I’ve used JSON-RPC before as a simple request-response protocol for Websocket services. It is a simple way to avoid bikeshedding.

I was recently looking into tRPC to compare and contrast, and my research led me to the JSON-RPC mailing list. I discovered a lot of interesting ideas in there which you might not have appreciated if you’ve only used JSON-RPC in a superficial way, e.g. over HTTP to a server, or even over a Websocket like I was.

Often, someone would ask why they had to provide an id, since one HTTP request would always result in one HTTP response, so the id could just always be "1". The replies highlight both the centrality of id to the spec, and the real meaning of JSON-RPC being transport-agnostic:

Ajax-type one-off requests make this hard to see, but the id is vital to the client sorting out its many messages. It has little to do with the server, and probably never should.

https://groups.google.com/g/json-rpc/c/vOFAhPs_Caw/m/bMYHo4rdGHoJ

On the client living longer than the transport:

If the transport is handling the role the id currently fills, then yes… but that also means the client using the transport needs to understand that. If you a client makes 30 calls to 4 different servers, having the ids allows a central tabulation of the current call states. What you are suggesting would require that meaning to be injected or stored in the currently running transport instances. This does not work when you want to either freeze the client state, or have requests that outlive the transport instances.

https://groups.google.com/g/json-rpc/c/vOFAhPs_Caw/m/LiqTE-kTH7kJ

On the over-reliance on HTTP and especially GET:

Exactly. HTTP GET has been an issue with json-rpc all the way through, as HTTP GET is often misused… perhaps a thread specific to addressing this angle of it will lead to some clarity for all of us on how to move forward.

https://groups.google.com/g/json-rpc/c/vOFAhPs_Caw/m/LiqTE-kTH7kJ

You keep linking the request object to the transport instance life time and suggesting optimizations based on that view. json-rpc is used in places where that is not true and there is little gained from the “optimization”.

https://groups.google.com/g/json-rpc/c/vOFAhPs_Caw/m/FLCBaleT0UAJ

On notifications and empty responses,

if the function being called has no meaningful return value, adding an id in the call merely forces the server to add a useless NULL response

The NULL (or “void”) response isn’t useless - it allows the client to verify that the server received and processed the request.
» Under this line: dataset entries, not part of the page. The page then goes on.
//! Scheme
//!
//! Maps registered kinds to the api resources used to reach them.

use crate::error::{Error, Result};
use crate::model::{Auri, AuriRef, Kind};
use indexmap::IndexMap;
use kube::core::ApiResource;
use kube::Resource;
use tracing::debug;

/// Insertion-ordered set of registered kinds
#[derive(Debug, Clone, Default)]
pub struct Scheme {
    kinds: IndexMap<Kind, ApiResource>,
}

impl Scheme {
    pub fn new() -> Self {
        Self::default()
    }

    /// Register a typed resource
    pub fn add<K: Resource<DynamicType = ()>>(&mut self) {
        let kind = Kind::of::<K>();
        let api_resource = ApiResource::erase::<K>(&());
        self.insert(kind, api_resource);
    }

    /// Register a kind by name, using its naive plural
    pub fn add_kind(&mut self, kind: Kind) {
        let api_resource = kind.api_resource();
        self.insert(kind, api_resource);
    }

    fn insert(&mut self, kind: Kind, api_resource: ApiResource) {
        // first registration wins; re-adding keeps its position and plural
        if self.kinds.contains_key(&kind) {
            debug!("Kind {} already registered", kind);
            return;
        }
        debug!("Registering kind {} as {}", kind, api_resource.plural);
        self.kinds.insert(kind, api_resource);
    }

    pub fn contains(&self, kind: &Kind) -> bool {
        self.kinds.contains_key(kind)
    }

    pub fn api_resource(&self, kind: &Kind) -> Option<&ApiResource> {
        self.kinds.get(kind)
    }

    /// Registered kind served under `group/version/plural`
    pub fn kind_for_plural(&self, group: &str, version: &str, plural: &str) -> Option<&Kind> {
        self.kinds
            .iter()
            .find(|(_, ar)| ar.group == group && ar.version == version && ar.plural == plural)
            .map(|(kind, _)| kind)
    }

    /// Turn a parsed auri into an [`Auri`] of a registered kind
    pub fn resolve_auri(&self, auri: AuriRef) -> Result<Auri> {
        let kind = self
            .kind_for_plural(&auri.group, &auri.version, &auri.resource)
            .cloned()
            .ok_or_else(|| Error::KindNotRegistered {
                kind: crate::model::gvr_string(&auri.gvr()),
            })?;
        Ok(auri.into_auri(kind))
    }

    /// Parse an auri string against the registered kinds
    pub fn parse_auri(&self, s: &str) -> Result<Auri> {
        self.resolve_auri(s.parse()?)
    }

    /// Registered kinds in registration order
    pub fn kinds(&self) -> impl Iterator<Item = &Kind> {
        self.kinds.keys()
    }

    pub fn len(&self) -> usize {
        self.kinds.len()
    }

    pub fn is_empty(&self) -> bool {
        self.kinds.is_empty()
    }
}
In some transports like HTTP this may be duplicative of the HTTP response which comes anyway, but in most other transports it is not.

https://groups.google.com/g/json-rpc/c/vOFAhPs_Caw/m/ozmF478rpTkJ

So not only might we be using a transport like Websockets, which doesn’t have request-response semantics, we might actually make requests that outlive the lifetime of a transport.

An easy example is: what if your Websocket disconnects due to a temporary network outage. If you’re used to an HTTP world, you might expect that all your in-flight requests must just be abandoned and retried. But JSON-RPC allows you to keep ahold of those ids and match up responses you get once you’ve re-established a new Websocket connection.

Going even further: you could build a sneakernet RPC system that doesn’t even rely on the internet. Or one that distributes requests and responses via gossip protocol. This goes back to JSON-RPC 1.0’s peer-to-peer roots.

(Actually doing that would involve a ton of complexity which is entirely outside the JSON-RPC spec. E.g. deciding how to serialise client state so it knows what to do with responses after a restart. I’m not sure why you would use JSON-RPC for that instead of building a sync engine. But you could!)

Another possibility is having asymmetic transports. For example, a browser-based client could send requests via HTTP, but receive responses via a separate Server Sent Events channel. The server could make use of EventSource’s Last-Event-Id header to ensure replies aren’t dropped while the client reconnects.

JSON-RPC is a very simple spec. The id is actually the most important part of it. Without id you might as well just send JSON over HTTP any old way.